Task statement:
The required output is the exact run of lines below that opens at the line with "self.uow.read(|stores| -> ApiResult<IntakeLineSummary>" and closes at the line with "self.uow.read(|stores| -> ApiResult<Vec<AuditRecord>>".

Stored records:
________________

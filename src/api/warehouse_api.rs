// ==========================================
// 仓储质检核心 - 仓储操作 API
// ==========================================
// 职责: 边界解析、事务编排、提交后推送审计事件
// 红线: 所有写操作在一个 UnitOfWork 内完成，失败整体回滚
// ==========================================

use std::str::FromStr;
use std::sync::{Arc, Mutex};

use serde::{Deserialize, Serialize};
use tracing::{info, warn};

use crate::api::error::{ApiError, ApiResult};
use crate::config::{ConfigManager, ConfigScope, WarehouseRules};
use crate::db::{init_schema, open_sqlite_connection};
use crate::domain::allocation::InventoryRecord;
use crate::domain::audit::{AuditRecord, MovementLogEntry};
use crate::domain::intake::IntakeLineSummary;
use crate::domain::transition::Transition;
use crate::domain::types::{Presentation, QualityStatus};
use crate::engine::assigner::{AllocationAssigner, AssignOutcome, AssignRequest};
use crate::engine::audit_trail::{AuditSink, OptionalAuditSink};
use crate::engine::auditor::{AuditReport, AuditScope, ConsistencyAuditor};
use crate::engine::error::EngineError;
use crate::engine::transition::{QualityTransitionEngine, TransitionOutcome, TransitionRequest};
use crate::repository::error::RepositoryError;
use crate::repository::unit_of_work::{SqliteUnitOfWork, UnitOfWork};

// ==========================================
// 请求命令 (字符串枚举在此解析一次)
// ==========================================

/// 分配入位命令
#[derive(Debug, Clone, Serialize, Deserialize)]
pub struct AssignCommand {
    pub intake_line_id: String,
    pub cell_id: String,
    pub quantity: f64,
    pub packages: i64,
    pub weight_kg: f64,
    #[serde(default)]
    pub volume_m3: f64,
    pub presentation: String,
    #[serde(default)]
    pub damaged: bool,
    pub observations: Option<String>,
    pub actor: String,
}

impl TryFrom<AssignCommand> for AssignRequest {
    type Error = ApiError;

    fn try_from(cmd: AssignCommand) -> Result<Self, Self::Error> {
        Ok(AssignRequest {
            presentation: Presentation::from_str(&cmd.presentation)?,
            intake_line_id: cmd.intake_line_id,
            cell_id: cmd.cell_id,
            quantity: cmd.quantity,
            packages: cmd.packages,
            weight_kg: cmd.weight_kg,
            volume_m3: cmd.volume_m3,
            damaged: cmd.damaged,
            observations: cmd.observations,
            actor: cmd.actor,
        })
    }
}

/// 质检流转命令
#[derive(Debug, Clone, Serialize, Deserialize)]
pub struct TransitionCommand {
    pub allocation_id: String,
    pub to_status: String,
    pub quantity: f64,
    pub packages: Option<i64>,
    pub weight_kg: Option<f64>,
    pub volume_m3: Option<f64>,
    pub reason: String,
    pub actor: String,
    pub destination_cell_id: Option<String>,
    pub expected_revision: Option<i32>,
}

impl TryFrom<TransitionCommand> for TransitionRequest {
    type Error = ApiError;

    fn try_from(cmd: TransitionCommand) -> Result<Self, Self::Error> {
        Ok(TransitionRequest {
            to_status: QualityStatus::from_str(&cmd.to_status)?,
            allocation_id: cmd.allocation_id,
            quantity: cmd.quantity,
            packages: cmd.packages,
            weight_kg: cmd.weight_kg,
            volume_m3: cmd.volume_m3,
            reason: cmd.reason,
            actor: cmd.actor,
            destination_cell_id: cmd.destination_cell_id,
            expected_revision: cmd.expected_revision,
        })
    }
}

// ==========================================
// WarehouseApi - 仓储操作 API
// ==========================================

/// 仓储操作API
///
/// 职责：
/// 1. 分配入位 / 质检流转（单事务）
/// 2. 一致性审计（分页短事务）
/// 3. 出库可用查询与只读回查
/// 4. 提交后推送审计事件
pub struct WarehouseApi<U: UnitOfWork> {
    uow: Arc<U>,
    rules: WarehouseRules,
    assigner: AllocationAssigner,
    transitions: QualityTransitionEngine,
    auditor: ConsistencyAuditor,
    sink: OptionalAuditSink,
}

impl<U: UnitOfWork> WarehouseApi<U> {
    /// 创建新的WarehouseApi实例
    pub fn new(uow: Arc<U>, rules: WarehouseRules) -> Self {
        Self {
            uow,
            rules,
            assigner: AllocationAssigner::new(rules),
            transitions: QualityTransitionEngine::new(rules),
            auditor: ConsistencyAuditor::new(rules),
            sink: OptionalAuditSink::none(),
        }
    }

    /// 配置下游审计汇聚
    pub fn with_sink(mut self, sink: Arc<dyn AuditSink>) -> Self {
        self.sink = OptionalAuditSink::with_sink(sink);
        self
    }

    pub fn rules(&self) -> &WarehouseRules {
        &self.rules
    }

    pub fn unit_of_work(&self) -> &U {
        &self.uow
    }

    // ==========================================
    // 写操作
    // ==========================================

    /// 分配入位
    ///
    /// # 返回
    /// - Ok(AssignOutcome): 新分配、库存镜像、更新后的库位
    /// - Err(ApiError): 校验/未找到/状态错误，事务已回滚
    pub fn assign(&self, cmd: AssignCommand) -> ApiResult<AssignOutcome> {
        let req = AssignRequest::try_from(cmd)?;
        let outcome = self
            .uow
            .run(|stores| self.assigner.assign(stores, &req))
            .map_err(|e| Self::rejected("assign", e))?;

        self.sink.publish(&outcome.event);
        info!(
            allocation_id = %outcome.allocation.allocation_id,
            cell_id = %outcome.cell.cell_id,
            "分配入位已提交"
        );
        Ok(outcome)
    }

    /// 质检流转
    ///
    /// # 返回
    /// - Ok(TransitionOutcome): 流转记录与更新后的分配/库存/库位
    /// - Err(ApiError::Conflict): expected_revision 不匹配
    pub fn transition(&self, cmd: TransitionCommand) -> ApiResult<TransitionOutcome> {
        let req = TransitionRequest::try_from(cmd)?;
        let outcome = self
            .uow
            .run(|stores| self.transitions.transition(stores, &req))
            .map_err(|e| Self::rejected("transition", e))?;

        self.sink.publish(&outcome.event);
        info!(
            transition_id = %outcome.transition.transition_id,
            allocation_id = %outcome.allocation.allocation_id,
            revision = outcome.allocation.revision,
            "质检流转已提交"
        );
        Ok(outcome)
    }

    /// 一致性审计
    ///
    /// auto_fix 为 true 时只修正 LOW 级库位计数漂移
    pub fn audit(&self, scope: AuditScope, auto_fix: bool) -> ApiResult<AuditReport> {
        let report = self
            .auditor
            .audit(self.uow.as_ref(), scope, auto_fix)
            .map_err(|e| Self::rejected("audit", e))?;

        for event in &report.events {
            self.sink.publish(event);
        }
        Ok(report)
    }

    // ==========================================
    // 只读查询
    // ==========================================

    /// 可出库库存 (APROBADO + AVAILABLE，按有效期先进先出)
    pub fn available_for_departure(&self, warehouse_id: Option<&str>) -> ApiResult<Vec<InventoryRecord>> {
        let records = self.uow.read(|stores| -> ApiResult<Vec<InventoryRecord>> {
            Ok(stores.inventory().list_available_for_departure(warehouse_id)?)
        })?;
        Ok(records)
    }

    /// 入库行分配汇总
    pub fn lot_summary(&self, intake_line_id: &str) -> ApiResult<IntakeLineSummary> {
        Self::require_id("入库行ID", intake_line_id)?;
        self.uow.read(|stores| -> ApiResult<IntakeLineSummary> {
            let line = stores
                .intake_lines()
                .find_by_id(intake_line_id)?
                .ok_or_else(|| RepositoryError::not_found("IntakeLine", intake_line_id))?;
            let allocated = stores.allocations().totals_by_intake_line(intake_line_id)?;
            Ok(IntakeLineSummary::new(line, allocated.totals, allocated.count))
        })
    }

    /// 分配的流转历史 (最早在前)
    pub fn transition_history(&self, allocation_id: &str) -> ApiResult<Vec<Transition>> {
        Self::require_id("分配ID", allocation_id)?;
        self.uow.read(|stores| -> ApiResult<Vec<Transition>> {
            Ok(stores.transitions().list_by_allocation(allocation_id)?)
        })
    }

    /// 分配的移动流水
    pub fn movements_for_allocation(&self, allocation_id: &str) -> ApiResult<Vec<MovementLogEntry>> {
        Self::require_id("分配ID", allocation_id)?;
        self.uow.read(|stores| -> ApiResult<Vec<MovementLogEntry>> {
            Ok(stores.audit_trail().find_movements_by_allocation(allocation_id)?)
        })
    }

    /// 实体的审计记录
    pub fn audit_records_for(&self, entity_type: &str, entity_id: &str) -> ApiResult<Vec<AuditRecord>> {
        Self::require_id("实体类型", entity_type)?;
        Self::require_id("实体ID", entity_id)?;
        self.uow.read(|stores| -> ApiResult<Vec<AuditRecord>> {
            Ok(stores.audit_trail().find_audits_by_entity(entity_type, entity_id)?)
        })
    }

    fn require_id(label: &str, value: &str) -> ApiResult<()> {
        if value.trim().is_empty() {
            return Err(ApiError::ValidationError(format!("{}不能为空", label)));
        }
        Ok(())
    }

    fn rejected(operation: &str, err: EngineError) -> ApiError {
        warn!(operation, error = %err, "操作被拒绝，事务已回滚");
        err.into()
    }
}

impl WarehouseApi<SqliteUnitOfWork> {
    /// 打开数据库文件（建表 + 加载 global 规则）
    pub fn open(db_path: &str) -> ApiResult<Self> {
        Self::open_scoped(db_path, &ConfigScope::Global)
    }

    /// 打开数据库文件并按指定作用域加载规则
    pub fn open_scoped(db_path: &str, scope: &ConfigScope) -> ApiResult<Self> {
        let conn = open_sqlite_connection(db_path)
            .map_err(|e| ApiError::DatabaseConnectionError(e.to_string()))?;
        init_schema(&conn).map_err(|e| ApiError::DatabaseError(e.to_string()))?;

        let shared = Arc::new(Mutex::new(conn));
        let rules = ConfigManager::from_connection(Arc::clone(&shared))?.load_rules(scope)?;
        info!(db_path, scope = %scope.scope_id(), "仓储API已初始化");

        Ok(Self::new(
            Arc::new(SqliteUnitOfWork::from_connection(shared)),
            rules,
        ))
    }
}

________________

Exercise response:
        self.uow.read(|stores| -> ApiResult<IntakeLineSummary> {
            let line = stores
                .intake_lines()
                .find_by_id(intake_line_id)?
                .ok_or_else(|| RepositoryError::not_found("IntakeLine", intake_line_id))?;
            let allocated = stores.allocations().totals_by_intake_line(intake_line_id)?;
            Ok(IntakeLineSummary::new(line, allocated.totals, allocated.count))
        })
    }

    /// 分配的流转历史 (最早在前)
    pub fn transition_history(&self, allocation_id: &str) -> ApiResult<Vec<Transition>> {
        Self::require_id("分配ID", allocation_id)?;
        self.uow.read(|stores| -> ApiResult<Vec<Transition>> {
            Ok(stores.transitions().list_by_allocation(allocation_id)?)
        })
    }

    /// 分配的移动流水
    pub fn movements_for_allocation(&self, allocation_id: &str) -> ApiResult<Vec<MovementLogEntry>> {
        Self::require_id("分配ID", allocation_id)?;
        self.uow.read(|stores| -> ApiResult<Vec<MovementLogEntry>> {
            Ok(stores.audit_trail().find_movements_by_allocation(allocation_id)?)
        })
    }

    /// 实体的审计记录
    pub fn audit_records_for(&self, entity_type: &str, entity_id: &str) -> ApiResult<Vec<AuditRecord>> {
        Self::require_id("实体类型", entity_type)?;
        Self::require_id("实体ID", entity_id)?;
        self.uow.read(|stores| -> ApiResult<Vec<AuditRecord>> {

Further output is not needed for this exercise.